What the task asks:
List all the lines in these records that hold "ExportFlags".

Available data:
use thiserror::Error;

#[derive(Debug, Error)]
pub enum InfraError {
    #[error("database error: {message}")]
    Database { message: String },
    #[error("telemetry initialization failed: {0}")]
    Telemetry(String),
}

impl InfraError {
    pub fn database(message: impl Into<String>) -> Self {
        Self::Database {
            message: message.into(),
        }
    }

    pub fn telemetry(message: impl Into<String>) -> Self {
        Self::Telemetry(message.into())
    }
}
pub mod application;
pub mod cache;
pub mod config;
pub mod domain;
pub mod infra;
//! Infrastructure adapters and runtime bootstrap.

pub mod archive;
pub mod db;
pub mod error;
pub mod fs;
pub mod memory;
pub mod telemetry;
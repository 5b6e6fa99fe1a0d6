//! Site roots served by this installation.

use crate::domain::paths;

/// Configured site roots, longest first so nested sites win.
#[derive(Debug, Clone, Default)]
pub struct SiteRoots {
    roots: Vec<String>,
}

impl SiteRoots {
    pub fn new<I, S>(roots: I) -> Self
    where
        I: IntoIterator<Item = S>,
        S: AsRef<str>,
    {
        let mut roots: Vec<String> = roots
            .into_iter()
            .map(|root| root.as_ref().trim().trim_end_matches('/').to_string())
            .filter(|root| !root.is_empty())
            .collect();
        roots.sort_by(|a, b| b.len().cmp(&a.len()).then_with(|| a.cmp(b)));
        roots.dedup();
        Self { roots }
    }

    /// Site root owning `root_path`; empty for system paths and unknown roots.
    pub fn site_root_for(&self, root_path: &str) -> &str {
        if paths::is_system_path(root_path) {
            return "";
        }
        self.roots
            .iter()
            .find(|root| paths::remove_site_root(root, root_path).is_some())
            .map(String::as_str)
            .unwrap_or("")
    }

    pub fn iter(&self) -> impl Iterator<Item = &str> {
        self.roots.iter().map(String::as_str)
    }
}
//! Export cache storage.
//!
//! Three keyed LRU maps plus the single-slot export-name registry. All four
//! are emptied together by [`ExportCaches::clear_all`].

use std::sync::atomic::{AtomicU64, Ordering};
use std::sync::{Arc, RwLock};

use lru::LruCache;
use metrics::counter;
use tokio::sync::{Mutex, MutexGuard};

use crate::application::aliases::ExportNameRegistry;
use crate::domain::entities::ExportData;

use super::config::CacheConfig;
use super::keys::{CacheKey, CacheName};
use super::lock::{rw_read, rw_write};

const SOURCE: &str = "cache::store";
const METRIC_CACHE_HIT: &str = "static_export_cache_hit_total";
const METRIC_CACHE_MISS: &str = "static_export_cache_miss_total";

/// Cached outcome of a reverse translation.
#[derive(Debug, Clone, PartialEq, Eq)]
pub enum ExportLookup {
    Found(ExportData),
    /// The real name has no mapping; kept so repeated misses stay cheap.
    Missing,
}

/// Snapshot of the cache generation taken before computing a value.
///
/// A value computed under an older generation is dropped on insert, so a
/// computation racing with [`ExportCaches::clear_all`] cannot repopulate the
/// cache with stale data.
#[derive(Debug, Clone, Copy, PartialEq, Eq)]
pub struct Generation(u64);

pub struct ExportCaches {
    export_data: RwLock<LruCache<CacheKey, ExportLookup>>,
    export_flags: RwLock<LruCache<CacheKey, bool>>,
    secure_flags: RwLock<LruCache<CacheKey, bool>>,
    export_names: RwLock<Option<Arc<ExportNameRegistry>>>,
    export_names_rebuild: Mutex<()>,
    generation: AtomicU64,
}

impl ExportCaches {
    pub fn new(config: &CacheConfig) -> Self {
        Self {
            export_data: RwLock::new(LruCache::new(config.export_data_limit_non_zero())),
            export_flags: RwLock::new(LruCache::new(config.export_flag_limit_non_zero())),
            secure_flags: RwLock::new(LruCache::new(config.secure_flag_limit_non_zero())),
            export_names: RwLock::new(None),
            export_names_rebuild: Mutex::new(()),
            generation: AtomicU64::new(0),
        }
    }

    pub fn generation(&self) -> Generation {
        Generation(self.generation.load(Ordering::SeqCst))
    }

    fn is_current(&self, generation: Generation) -> bool {
        self.generation.load(Ordering::SeqCst) == generation.0
    }

    pub fn get_export_data(&self, key: &CacheKey) -> Option<ExportLookup> {
        let value = rw_write(&self.export_data, SOURCE, "get_export_data")
            .get(key)
            .cloned();
        record_lookup(CacheName::ExportData, value.is_some());
        value
    }

    pub fn put_export_data(&self, generation: Generation, key: CacheKey, value: ExportLookup) {
        let mut map = rw_write(&self.export_data, SOURCE, "put_export_data");
        if self.is_current(generation) {
            map.put(key, value);
        }
    }

    pub fn get_export_flag(&self, key: &CacheKey) -> Option<bool> {
        let value = rw_write(&self.export_flags, SOURCE, "get_export_flag")
            .get(key)
            .copied();
        record_lookup(CacheName::ExportFlags, value.is_some());
        value
    }

    pub fn put_export_flag(&self, generation: Generation, key: CacheKey, value: bool) {
        let mut map = rw_write(&self.export_flags, SOURCE, "put_export_flag");
        if self.is_current(generation) {
            map.put(key, value);
        }
    }

    pub fn get_secure_flag(&self, key: &CacheKey) -> Option<bool> {
        let value = rw_write(&self.secure_flags, SOURCE, "get_secure_flag")
            .get(key)
            .copied();
        record_lookup(CacheName::SecureFlags, value.is_some());
        value
    }

    pub fn put_secure_flag(&self, generation: Generation, key: CacheKey, value: bool) {
        let mut map = rw_write(&self.secure_flags, SOURCE, "put_secure_flag");
        if self.is_current(generation) {
            map.put(key, value);
        }
    }

    pub fn export_names(&self) -> Option<Arc<ExportNameRegistry>> {
        let value = rw_read(&self.export_names, SOURCE, "export_names").clone();
        record_lookup(CacheName::ExportNames, value.is_some());
        value
    }

    pub fn set_export_names(&self, generation: Generation, registry: Arc<ExportNameRegistry>) {
        let mut slot = rw_write(&self.export_names, SOURCE, "set_export_names");
        if self.is_current(generation) {
            *slot = Some(registry);
        }
    }

    /// Serialises registry rebuilds so concurrent misses compute it once.
    pub async fn lock_export_names_rebuild(&self) -> MutexGuard<'_, ()> {
        self.export_names_rebuild.lock().await
    }

    /// Empty every cache. Once this returns, every lookup misses until a
    /// value computed after the call is stored.
    pub fn clear_all(&self) {
        self.generation.fetch_add(1, Ordering::SeqCst);
        rw_write(&self.export_data, SOURCE, "clear_all.export_data").clear();
        rw_write(&self.export_flags, SOURCE, "clear_all.export_flags").clear();
        rw_write(&self.secure_flags, SOURCE, "clear_all.secure_flags").clear();
        *rw_write(&self.export_names, SOURCE, "clear_all.export_names") = None;
    }

    pub fn len(&self, cache: CacheName) -> usize {
        match cache {
            CacheName::ExportData => rw_read(&self.export_data, SOURCE, "len").len(),
            CacheName::ExportFlags => rw_read(&self.export_flags, SOURCE, "len").len(),
            CacheName::SecureFlags => rw_read(&self.secure_flags, SOURCE, "len").len(),
            CacheName::ExportNames => {
                usize::from(rw_read(&self.export_names, SOURCE, "len").is_some())
            }
        }
    }
}

fn record_lookup(cache: CacheName, hit: bool) {
    let metric = if hit {
        METRIC_CACHE_HIT
    } else {
        METRIC_CACHE_MISS
    };
    counter!(metric, "cache" => cache.as_str()).increment(1);
}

Solved exercise:
        record_lookup(CacheName::ExportFlags, value.is_some());
            CacheName::ExportFlags => rw_read(&self.export_flags, SOURCE, "len").len(),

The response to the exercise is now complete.